MATERIAL PROVIDED:
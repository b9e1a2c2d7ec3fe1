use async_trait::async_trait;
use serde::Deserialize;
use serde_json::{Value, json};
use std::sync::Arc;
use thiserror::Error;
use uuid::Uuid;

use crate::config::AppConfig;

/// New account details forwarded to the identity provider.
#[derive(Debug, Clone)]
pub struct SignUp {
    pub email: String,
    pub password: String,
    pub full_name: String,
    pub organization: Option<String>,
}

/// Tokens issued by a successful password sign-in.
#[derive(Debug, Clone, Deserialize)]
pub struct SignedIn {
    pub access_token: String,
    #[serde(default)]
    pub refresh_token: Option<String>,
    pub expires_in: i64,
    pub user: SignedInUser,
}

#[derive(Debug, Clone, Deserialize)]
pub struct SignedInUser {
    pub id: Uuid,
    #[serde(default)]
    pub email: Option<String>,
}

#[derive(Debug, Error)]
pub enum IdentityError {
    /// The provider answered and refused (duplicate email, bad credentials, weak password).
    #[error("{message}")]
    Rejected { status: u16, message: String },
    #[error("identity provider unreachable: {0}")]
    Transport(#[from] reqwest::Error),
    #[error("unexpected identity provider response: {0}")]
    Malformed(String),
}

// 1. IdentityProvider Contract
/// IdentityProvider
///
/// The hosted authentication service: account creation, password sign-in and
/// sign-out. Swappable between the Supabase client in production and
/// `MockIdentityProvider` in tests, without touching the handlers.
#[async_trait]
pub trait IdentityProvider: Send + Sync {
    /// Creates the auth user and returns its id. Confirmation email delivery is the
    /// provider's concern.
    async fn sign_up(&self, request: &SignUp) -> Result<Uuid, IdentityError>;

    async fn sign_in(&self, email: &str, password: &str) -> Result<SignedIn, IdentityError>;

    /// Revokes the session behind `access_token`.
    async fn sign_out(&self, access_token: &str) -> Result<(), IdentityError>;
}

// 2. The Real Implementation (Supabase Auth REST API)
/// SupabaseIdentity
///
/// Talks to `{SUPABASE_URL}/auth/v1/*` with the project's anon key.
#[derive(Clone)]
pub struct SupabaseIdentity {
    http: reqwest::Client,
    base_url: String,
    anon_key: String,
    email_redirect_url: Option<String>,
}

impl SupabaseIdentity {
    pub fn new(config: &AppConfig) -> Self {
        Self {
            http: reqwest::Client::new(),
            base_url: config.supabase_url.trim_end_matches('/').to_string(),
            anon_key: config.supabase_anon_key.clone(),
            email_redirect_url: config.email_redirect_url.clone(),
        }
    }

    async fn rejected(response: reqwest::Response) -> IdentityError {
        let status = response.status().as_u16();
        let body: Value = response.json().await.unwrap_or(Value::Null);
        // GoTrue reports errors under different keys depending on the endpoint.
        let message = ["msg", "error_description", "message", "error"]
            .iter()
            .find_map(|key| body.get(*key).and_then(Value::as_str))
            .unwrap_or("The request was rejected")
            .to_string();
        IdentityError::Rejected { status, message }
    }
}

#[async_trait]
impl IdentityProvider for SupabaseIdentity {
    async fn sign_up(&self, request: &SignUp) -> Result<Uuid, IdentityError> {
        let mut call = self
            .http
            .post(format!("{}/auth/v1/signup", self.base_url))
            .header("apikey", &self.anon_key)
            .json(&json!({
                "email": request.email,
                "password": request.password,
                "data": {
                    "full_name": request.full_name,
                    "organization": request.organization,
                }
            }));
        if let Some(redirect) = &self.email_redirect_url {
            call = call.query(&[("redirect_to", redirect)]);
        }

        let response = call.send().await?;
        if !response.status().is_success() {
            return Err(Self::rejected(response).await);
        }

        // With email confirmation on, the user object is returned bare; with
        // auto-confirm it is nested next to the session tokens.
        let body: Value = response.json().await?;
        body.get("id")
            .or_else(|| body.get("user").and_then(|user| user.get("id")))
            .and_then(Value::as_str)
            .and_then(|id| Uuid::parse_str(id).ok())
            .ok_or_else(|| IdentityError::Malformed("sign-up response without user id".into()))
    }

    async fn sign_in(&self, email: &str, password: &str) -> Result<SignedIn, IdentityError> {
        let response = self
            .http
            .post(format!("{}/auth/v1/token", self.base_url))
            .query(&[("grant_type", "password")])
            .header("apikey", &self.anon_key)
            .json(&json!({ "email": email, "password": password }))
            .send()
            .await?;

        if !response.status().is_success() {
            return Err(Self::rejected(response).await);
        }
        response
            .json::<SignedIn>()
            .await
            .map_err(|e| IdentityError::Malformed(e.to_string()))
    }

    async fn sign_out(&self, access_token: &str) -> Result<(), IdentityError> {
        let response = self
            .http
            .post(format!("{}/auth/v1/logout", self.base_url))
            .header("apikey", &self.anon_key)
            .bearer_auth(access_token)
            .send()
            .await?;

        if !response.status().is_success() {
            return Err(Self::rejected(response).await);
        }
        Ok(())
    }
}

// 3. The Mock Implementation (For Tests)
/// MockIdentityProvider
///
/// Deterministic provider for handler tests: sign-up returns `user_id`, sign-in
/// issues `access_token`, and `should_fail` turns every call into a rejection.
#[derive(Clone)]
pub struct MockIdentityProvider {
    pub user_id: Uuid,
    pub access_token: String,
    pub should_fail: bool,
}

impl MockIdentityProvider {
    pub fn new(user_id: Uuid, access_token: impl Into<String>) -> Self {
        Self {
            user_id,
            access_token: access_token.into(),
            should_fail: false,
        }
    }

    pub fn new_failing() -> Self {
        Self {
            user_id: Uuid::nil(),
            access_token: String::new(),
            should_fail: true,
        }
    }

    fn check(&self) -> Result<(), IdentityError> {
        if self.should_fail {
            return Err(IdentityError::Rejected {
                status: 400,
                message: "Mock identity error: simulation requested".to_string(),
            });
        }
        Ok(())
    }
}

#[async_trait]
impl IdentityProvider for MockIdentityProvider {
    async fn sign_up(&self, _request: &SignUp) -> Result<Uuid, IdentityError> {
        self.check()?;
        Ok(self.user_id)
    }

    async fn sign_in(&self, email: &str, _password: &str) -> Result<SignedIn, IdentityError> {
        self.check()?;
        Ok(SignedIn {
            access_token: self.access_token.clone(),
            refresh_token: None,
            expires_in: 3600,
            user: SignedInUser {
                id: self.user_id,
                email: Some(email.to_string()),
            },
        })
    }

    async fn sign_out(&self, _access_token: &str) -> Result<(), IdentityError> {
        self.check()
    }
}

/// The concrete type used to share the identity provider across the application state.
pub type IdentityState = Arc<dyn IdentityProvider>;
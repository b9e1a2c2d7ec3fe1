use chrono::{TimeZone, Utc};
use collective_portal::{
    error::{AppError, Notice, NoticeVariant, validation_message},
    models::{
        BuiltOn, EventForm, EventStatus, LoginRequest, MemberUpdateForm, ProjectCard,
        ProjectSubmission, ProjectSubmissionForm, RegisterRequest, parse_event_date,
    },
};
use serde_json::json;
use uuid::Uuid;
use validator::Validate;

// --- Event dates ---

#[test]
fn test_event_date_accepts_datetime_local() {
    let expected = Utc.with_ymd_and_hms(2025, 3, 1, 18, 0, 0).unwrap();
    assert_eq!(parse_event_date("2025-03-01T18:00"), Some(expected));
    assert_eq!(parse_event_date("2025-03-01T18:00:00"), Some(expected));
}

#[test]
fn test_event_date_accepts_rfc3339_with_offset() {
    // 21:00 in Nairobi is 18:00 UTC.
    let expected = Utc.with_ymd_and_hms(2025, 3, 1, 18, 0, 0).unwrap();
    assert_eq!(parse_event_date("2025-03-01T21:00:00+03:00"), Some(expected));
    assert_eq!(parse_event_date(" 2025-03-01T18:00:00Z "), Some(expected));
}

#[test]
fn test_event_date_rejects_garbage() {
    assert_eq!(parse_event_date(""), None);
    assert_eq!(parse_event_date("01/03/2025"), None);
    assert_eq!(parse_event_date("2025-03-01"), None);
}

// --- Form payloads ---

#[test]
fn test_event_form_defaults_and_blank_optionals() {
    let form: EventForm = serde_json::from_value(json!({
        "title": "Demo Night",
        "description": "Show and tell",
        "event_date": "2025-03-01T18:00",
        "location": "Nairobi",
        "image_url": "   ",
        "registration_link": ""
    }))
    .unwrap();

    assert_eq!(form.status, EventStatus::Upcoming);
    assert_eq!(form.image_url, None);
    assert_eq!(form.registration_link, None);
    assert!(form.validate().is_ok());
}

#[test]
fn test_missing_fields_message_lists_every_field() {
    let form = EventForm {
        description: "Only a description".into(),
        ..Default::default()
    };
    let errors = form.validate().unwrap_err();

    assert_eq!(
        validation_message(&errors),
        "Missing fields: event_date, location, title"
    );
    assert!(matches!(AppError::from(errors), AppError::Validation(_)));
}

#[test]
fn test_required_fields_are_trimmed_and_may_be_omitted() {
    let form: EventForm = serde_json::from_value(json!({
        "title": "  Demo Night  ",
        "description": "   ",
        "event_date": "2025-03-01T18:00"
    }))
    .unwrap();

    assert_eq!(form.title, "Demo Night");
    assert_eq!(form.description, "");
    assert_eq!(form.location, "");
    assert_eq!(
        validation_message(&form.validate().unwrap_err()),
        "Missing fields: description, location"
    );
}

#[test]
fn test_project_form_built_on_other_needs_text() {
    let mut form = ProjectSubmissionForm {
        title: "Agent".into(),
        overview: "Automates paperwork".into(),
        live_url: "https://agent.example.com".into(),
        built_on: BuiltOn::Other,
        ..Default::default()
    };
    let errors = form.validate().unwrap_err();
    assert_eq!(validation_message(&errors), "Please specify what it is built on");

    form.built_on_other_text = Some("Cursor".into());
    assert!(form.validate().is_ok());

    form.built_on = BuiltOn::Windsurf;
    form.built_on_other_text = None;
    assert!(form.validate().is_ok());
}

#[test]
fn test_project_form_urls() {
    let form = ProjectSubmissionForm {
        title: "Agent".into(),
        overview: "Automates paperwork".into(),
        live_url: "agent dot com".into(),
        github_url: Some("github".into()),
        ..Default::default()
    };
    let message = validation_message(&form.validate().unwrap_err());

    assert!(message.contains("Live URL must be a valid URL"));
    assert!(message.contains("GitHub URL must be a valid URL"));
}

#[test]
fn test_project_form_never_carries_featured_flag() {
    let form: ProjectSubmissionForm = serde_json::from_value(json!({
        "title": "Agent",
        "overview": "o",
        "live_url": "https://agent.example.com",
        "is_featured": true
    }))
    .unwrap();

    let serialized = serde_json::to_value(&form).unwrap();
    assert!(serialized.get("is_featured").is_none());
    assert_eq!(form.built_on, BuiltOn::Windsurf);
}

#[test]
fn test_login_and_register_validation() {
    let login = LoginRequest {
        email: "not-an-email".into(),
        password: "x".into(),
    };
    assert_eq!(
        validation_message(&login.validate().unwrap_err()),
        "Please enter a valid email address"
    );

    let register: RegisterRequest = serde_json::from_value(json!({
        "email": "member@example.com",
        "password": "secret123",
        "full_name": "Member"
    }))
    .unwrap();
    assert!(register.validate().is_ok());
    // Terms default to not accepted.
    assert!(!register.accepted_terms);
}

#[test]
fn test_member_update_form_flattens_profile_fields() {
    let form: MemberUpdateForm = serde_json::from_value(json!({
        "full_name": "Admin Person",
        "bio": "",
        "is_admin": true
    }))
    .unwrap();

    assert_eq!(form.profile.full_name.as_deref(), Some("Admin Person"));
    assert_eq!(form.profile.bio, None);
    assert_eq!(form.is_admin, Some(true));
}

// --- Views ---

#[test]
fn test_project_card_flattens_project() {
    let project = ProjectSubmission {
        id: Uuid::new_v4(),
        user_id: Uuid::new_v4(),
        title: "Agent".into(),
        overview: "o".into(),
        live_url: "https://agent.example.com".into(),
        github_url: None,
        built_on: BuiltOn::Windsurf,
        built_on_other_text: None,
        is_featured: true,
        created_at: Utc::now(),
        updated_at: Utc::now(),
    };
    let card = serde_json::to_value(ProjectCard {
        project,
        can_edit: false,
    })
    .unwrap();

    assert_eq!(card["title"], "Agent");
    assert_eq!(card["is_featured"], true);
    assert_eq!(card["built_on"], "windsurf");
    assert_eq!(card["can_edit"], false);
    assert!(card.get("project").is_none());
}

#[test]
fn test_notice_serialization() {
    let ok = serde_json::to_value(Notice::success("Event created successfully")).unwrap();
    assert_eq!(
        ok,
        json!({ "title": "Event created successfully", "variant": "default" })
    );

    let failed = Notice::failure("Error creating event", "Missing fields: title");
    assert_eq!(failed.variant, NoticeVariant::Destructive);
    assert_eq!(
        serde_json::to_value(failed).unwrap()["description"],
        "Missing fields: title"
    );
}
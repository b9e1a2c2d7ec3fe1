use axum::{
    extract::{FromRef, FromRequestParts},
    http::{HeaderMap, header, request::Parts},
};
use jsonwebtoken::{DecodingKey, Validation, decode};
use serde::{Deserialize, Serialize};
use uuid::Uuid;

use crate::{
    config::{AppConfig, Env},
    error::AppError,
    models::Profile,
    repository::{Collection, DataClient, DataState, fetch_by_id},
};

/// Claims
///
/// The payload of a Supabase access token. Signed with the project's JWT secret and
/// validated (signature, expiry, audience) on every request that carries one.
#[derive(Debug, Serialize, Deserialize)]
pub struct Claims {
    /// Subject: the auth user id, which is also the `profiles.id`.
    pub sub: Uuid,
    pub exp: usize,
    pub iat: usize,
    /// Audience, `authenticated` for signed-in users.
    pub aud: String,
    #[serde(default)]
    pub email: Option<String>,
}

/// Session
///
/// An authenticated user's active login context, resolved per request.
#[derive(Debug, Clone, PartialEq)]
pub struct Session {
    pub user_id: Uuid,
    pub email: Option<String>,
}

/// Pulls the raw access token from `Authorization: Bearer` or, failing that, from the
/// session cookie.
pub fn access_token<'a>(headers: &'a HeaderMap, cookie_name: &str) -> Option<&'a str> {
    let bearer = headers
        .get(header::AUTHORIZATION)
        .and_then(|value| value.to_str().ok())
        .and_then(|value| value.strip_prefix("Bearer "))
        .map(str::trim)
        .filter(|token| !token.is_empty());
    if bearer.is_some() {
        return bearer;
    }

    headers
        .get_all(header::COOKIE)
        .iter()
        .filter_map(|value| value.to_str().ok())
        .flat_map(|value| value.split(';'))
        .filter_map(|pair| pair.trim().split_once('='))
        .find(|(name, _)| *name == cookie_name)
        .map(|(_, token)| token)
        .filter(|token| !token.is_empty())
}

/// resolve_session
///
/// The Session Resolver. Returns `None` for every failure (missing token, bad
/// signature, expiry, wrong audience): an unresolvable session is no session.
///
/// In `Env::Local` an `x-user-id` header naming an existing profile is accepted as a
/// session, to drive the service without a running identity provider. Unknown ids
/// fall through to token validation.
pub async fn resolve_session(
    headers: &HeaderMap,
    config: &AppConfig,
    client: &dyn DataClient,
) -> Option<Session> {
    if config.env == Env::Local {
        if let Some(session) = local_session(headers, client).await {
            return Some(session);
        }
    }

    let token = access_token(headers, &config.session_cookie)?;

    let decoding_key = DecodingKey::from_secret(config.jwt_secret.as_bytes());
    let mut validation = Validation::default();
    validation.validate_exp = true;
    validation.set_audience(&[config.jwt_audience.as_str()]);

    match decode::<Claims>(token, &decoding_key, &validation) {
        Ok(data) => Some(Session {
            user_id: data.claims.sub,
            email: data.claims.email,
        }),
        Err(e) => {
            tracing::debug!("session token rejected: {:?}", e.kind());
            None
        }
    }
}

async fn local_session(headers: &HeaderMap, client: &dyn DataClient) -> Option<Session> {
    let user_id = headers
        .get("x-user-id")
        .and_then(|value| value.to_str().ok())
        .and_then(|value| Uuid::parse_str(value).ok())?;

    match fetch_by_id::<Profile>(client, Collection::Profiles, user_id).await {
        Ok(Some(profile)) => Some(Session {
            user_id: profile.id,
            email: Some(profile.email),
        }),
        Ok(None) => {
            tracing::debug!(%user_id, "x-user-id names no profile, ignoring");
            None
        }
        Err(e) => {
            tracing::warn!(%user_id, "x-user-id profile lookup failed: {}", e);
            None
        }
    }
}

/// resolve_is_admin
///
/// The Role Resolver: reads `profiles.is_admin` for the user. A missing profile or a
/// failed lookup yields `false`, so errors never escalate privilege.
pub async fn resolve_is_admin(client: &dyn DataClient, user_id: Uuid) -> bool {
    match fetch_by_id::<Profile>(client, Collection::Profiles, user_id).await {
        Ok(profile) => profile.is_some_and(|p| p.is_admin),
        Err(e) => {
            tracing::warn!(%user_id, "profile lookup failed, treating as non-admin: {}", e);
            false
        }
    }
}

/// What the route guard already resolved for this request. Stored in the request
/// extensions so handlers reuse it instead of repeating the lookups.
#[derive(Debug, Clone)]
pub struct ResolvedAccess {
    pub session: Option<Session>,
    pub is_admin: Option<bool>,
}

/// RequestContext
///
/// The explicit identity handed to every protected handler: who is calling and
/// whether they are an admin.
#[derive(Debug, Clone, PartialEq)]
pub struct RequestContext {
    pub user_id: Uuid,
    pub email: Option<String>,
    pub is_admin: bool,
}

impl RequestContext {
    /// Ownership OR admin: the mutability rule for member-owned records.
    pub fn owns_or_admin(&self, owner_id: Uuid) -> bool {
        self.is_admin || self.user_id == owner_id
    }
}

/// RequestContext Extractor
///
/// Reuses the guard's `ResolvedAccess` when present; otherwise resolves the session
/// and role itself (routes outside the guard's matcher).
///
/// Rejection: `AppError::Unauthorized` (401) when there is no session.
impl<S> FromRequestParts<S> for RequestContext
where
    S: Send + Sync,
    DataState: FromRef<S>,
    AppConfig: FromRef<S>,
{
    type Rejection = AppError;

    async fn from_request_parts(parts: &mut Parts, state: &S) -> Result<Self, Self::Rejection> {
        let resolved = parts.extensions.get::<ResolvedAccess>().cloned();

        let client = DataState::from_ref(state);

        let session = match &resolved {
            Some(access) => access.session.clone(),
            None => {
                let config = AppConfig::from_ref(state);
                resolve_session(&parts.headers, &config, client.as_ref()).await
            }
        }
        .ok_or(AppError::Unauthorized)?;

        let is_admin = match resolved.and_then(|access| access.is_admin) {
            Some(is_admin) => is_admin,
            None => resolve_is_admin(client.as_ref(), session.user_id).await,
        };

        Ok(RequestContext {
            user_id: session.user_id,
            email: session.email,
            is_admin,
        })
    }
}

WHAT IS EXPECTED: Only a number is wanted here: how many lines in the entries contain the word "that"?

EXERCISE ANSWER: 2